As we were leaving 2016, there was barely a doubt that 2017 was going to be a big year for M&A’s. Deloitte’s M&A Trend Report put that number at 75%. A whopping 75% of us expect that deal activity would increase again in 2017, giving us 5 consecutive years of upward movement.
A Slow Start
Are we bad at predicting things? Or did M&A’s grind to nearly a halt in the first quarter because everyone is in a wait-and-see mode? There was every reason to expect the numbers to go up in 2017 even if you looked only at the presidential administration’s pro-growth stance and the expectation that the UK leaving the EU would force companies to divide or shed British operations as they work toward an economic separation from the rest of Europe.
I think the deals are happening but the ink just isn’t quite dry on the signatures. Everyone is waiting to see how things play out to make sure they’re making the right move. Knowing the financial executives that I do, they aren’t just stilling on their hands waiting. They’re preparing.
When a merger or acquisition is considered, there is risk involved. Is it the right move? Is it going to be successful? There’s a lot riding on it when companies tweak their structures. Mitigating that financial risk and being deeply involved in the strategic decision making (or providing the data needed to support it) includes taking steps that we can control.
The Financial Executives Research Foundation (FERF) year-end report speaks to navigating many of the controllable risks.
Planning, Planning, Planning
Blending companies together is complex. The logistics of managing the physical assets. The attention that needs to be spent considering the management, division, and combination of the employees in each unit. And there’s the What-If scenario planning that needs to play out a multitude of scenarios to aid in making those tough decisions.
The FERF study notes that “effective integration planning is considered the number one factor in ensuring that deals work.” I believe it.
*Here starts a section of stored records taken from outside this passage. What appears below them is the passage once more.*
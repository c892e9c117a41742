//! Bounded retry around a single provider call.

use std::time::Instant;

use tracing::{debug, warn};

use super::{GenerationError, ImageProvider, RetryConfig};
use crate::metrics;

/// Runs provider calls under a [`RetryConfig`].
///
/// - `RateLimited` sleeps `base * 2^attempt` and retries.
/// - `Transient` and `Malformed` sleep the fixed delay and retry.
/// - Fatal errors return immediately without sleeping.
/// - No sleep follows the final attempt; its error is returned as-is.
#[derive(Debug, Clone)]
pub struct RetryingInvoker {
    config: RetryConfig,
}

impl RetryingInvoker {
    pub fn new(config: RetryConfig) -> Self {
        Self { config }
    }

    pub fn config(&self) -> &RetryConfig {
        &self.config
    }

    pub async fn invoke(
        &self,
        provider: &dyn ImageProvider,
        prompt: &str,
    ) -> Result<Vec<u8>, GenerationError> {
        let kind = provider.kind();
        let max_attempts = self.config.max_attempts.max(1);
        let mut attempt: u32 = 0;

        loop {
            let started = Instant::now();
            let result = provider.generate(prompt).await;
            metrics::GENERATION_DURATION
                .with_label_values(&[kind.as_str()])
                .observe(started.elapsed().as_secs_f64());

            let error = match result {
                Ok(bytes) if !bytes.is_empty() => {
                    metrics::GENERATION_ATTEMPTS
                        .with_label_values(&[kind.as_str(), "success"])
                        .inc();
                    debug!(provider = %kind, attempt, size = bytes.len(), "Generation succeeded");
                    return Ok(bytes);
                }
                Ok(_) => GenerationError::Malformed("empty image payload".to_string()),
                Err(e) => e,
            };

            metrics::GENERATION_ATTEMPTS
                .with_label_values(&[kind.as_str(), error.label()])
                .inc();

            if error.is_fatal() {
                warn!(provider = %kind, attempt, error = %error, "Fatal generation error");
                return Err(error);
            }

            attempt += 1;
            if attempt >= max_attempts {
                warn!(
                    provider = %kind,
                    attempts = attempt,
                    error = %error,
                    "Generation failed after all attempts"
                );
                return Err(error);
            }

            let delay = match error {
                GenerationError::RateLimited(_) => self.config.backoff_delay(attempt - 1),
                _ => self.config.transient_delay(),
            };
            debug!(
                provider = %kind,
                attempt,
                delay_ms = delay.as_millis() as u64,
                error = %error,
                "Retrying generation"
            );
            metrics::GENERATION_RETRIES
                .with_label_values(&[kind.as_str()])
                .inc();
            tokio::time::sleep(delay).await;
        }
    }
}

#[cfg(test)]
mod tests {
    use super::*;
    use crate::generator::ProviderKind;
    use crate::testing::MockImageProvider;
    use std::time::Duration;

    fn invoker() -> RetryingInvoker {
        RetryingInvoker::new(RetryConfig::default())
    }

    #[tokio::test(start_paused = true)]
    async fn test_success_first_try() {
        let provider = MockImageProvider::new(ProviderKind::Gemini);
        let start = tokio::time::Instant::now();

        let bytes = invoker().invoke(&provider, "a prompt").await.unwrap();

        assert!(!bytes.is_empty());
        assert_eq!(provider.call_count().await, 1);
        assert_eq!(start.elapsed(), Duration::ZERO);
    }

    #[tokio::test(start_paused = true)]
    async fn test_rate_limited_backs_off_exponentially() {
        let provider = MockImageProvider::new(ProviderKind::Gemini);
        provider
            .set_default_error(GenerationError::RateLimited("429".into()))
            .await;
        let start = tokio::time::Instant::now();

        let err = invoker().invoke(&provider, "a prompt").await.unwrap_err();

        assert!(matches!(err, GenerationError::RateLimited(_)));
        assert!(!err.is_fatal());

        let calls = provider.calls().await;
        assert_eq!(calls.len(), 3);
        let first_gap = calls[1].at - calls[0].at;
        let second_gap = calls[2].at - calls[1].at;
        assert_eq!(first_gap, Duration::from_secs(5));
        assert_eq!(second_gap, Duration::from_secs(10));
        assert!(second_gap > first_gap);
        // No sleep after the last attempt.
        assert_eq!(start.elapsed(), Duration::from_secs(15));
    }

    #[tokio::test(start_paused = true)]
    async fn test_quota_exhausted_is_immediate() {
        let provider = MockImageProvider::new(ProviderKind::OpenAi);
        provider
            .push_error(GenerationError::QuotaExhausted("budget".into()))
            .await;
        let start = tokio::time::Instant::now();

        let err = invoker().invoke(&provider, "a prompt").await.unwrap_err();

        assert!(matches!(err, GenerationError::QuotaExhausted(_)));
        assert!(err.is_fatal());
        assert_eq!(provider.call_count().await, 1);
        assert_eq!(start.elapsed(), Duration::ZERO);
    }

    #[tokio::test(start_paused = true)]
    async fn test_transient_then_success() {
        let provider = MockImageProvider::new(ProviderKind::Gemini);
        provider
            .push_error(GenerationError::Transient("reset".into()))
            .await;
        let start = tokio::time::Instant::now();

        let result = invoker().invoke(&provider, "a prompt").await;

        assert!(result.is_ok());
        assert_eq!(provider.call_count().await, 2);
        assert_eq!(start.elapsed(), Duration::from_secs(2));
    }

    #[tokio::test(start_paused = true)]
    async fn test_empty_payload_counts_as_malformed() {
        let provider = MockImageProvider::new(ProviderKind::Gemini);
        provider.set_default_bytes(Vec::new()).await;

        let err = invoker().invoke(&provider, "a prompt").await.unwrap_err();

        assert!(matches!(err, GenerationError::Malformed(_)));
        assert_eq!(provider.call_count().await, 3);
    }

    #[tokio::test(start_paused = true)]
    async fn test_single_attempt_never_sleeps() {
        let provider = MockImageProvider::new(ProviderKind::Gemini);
        provider
            .set_default_error(GenerationError::RateLimited("429".into()))
            .await;
        let invoker = RetryingInvoker::new(RetryConfig {
            max_attempts: 1,
            ..Default::default()
        });
        let start = tokio::time::Instant::now();

        assert!(invoker.invoke(&provider, "p").await.is_err());
        assert_eq!(provider.call_count().await, 1);
        assert_eq!(start.elapsed(), Duration::ZERO);
    }
}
In fact, I know it.
Dealing with Data
Accounting and financial teams are experts in managing data. The timing of deals, the money involved, the buy-or-no-buy decisions all need to be supported with data. Gut feelings still count, but the numbers need to be able to make it work.
Planning for an M&A isn’t just the go-or no-go though, making an M&A successful goes much deeper. Playing out and analyzing scenario options for the new business combination is critical. Will combining floorspace reduce expenses? Are any of the product lines redundant with ones we already make? Are their economies of scale to be had if we pool our needs together with our insurance policy coverage?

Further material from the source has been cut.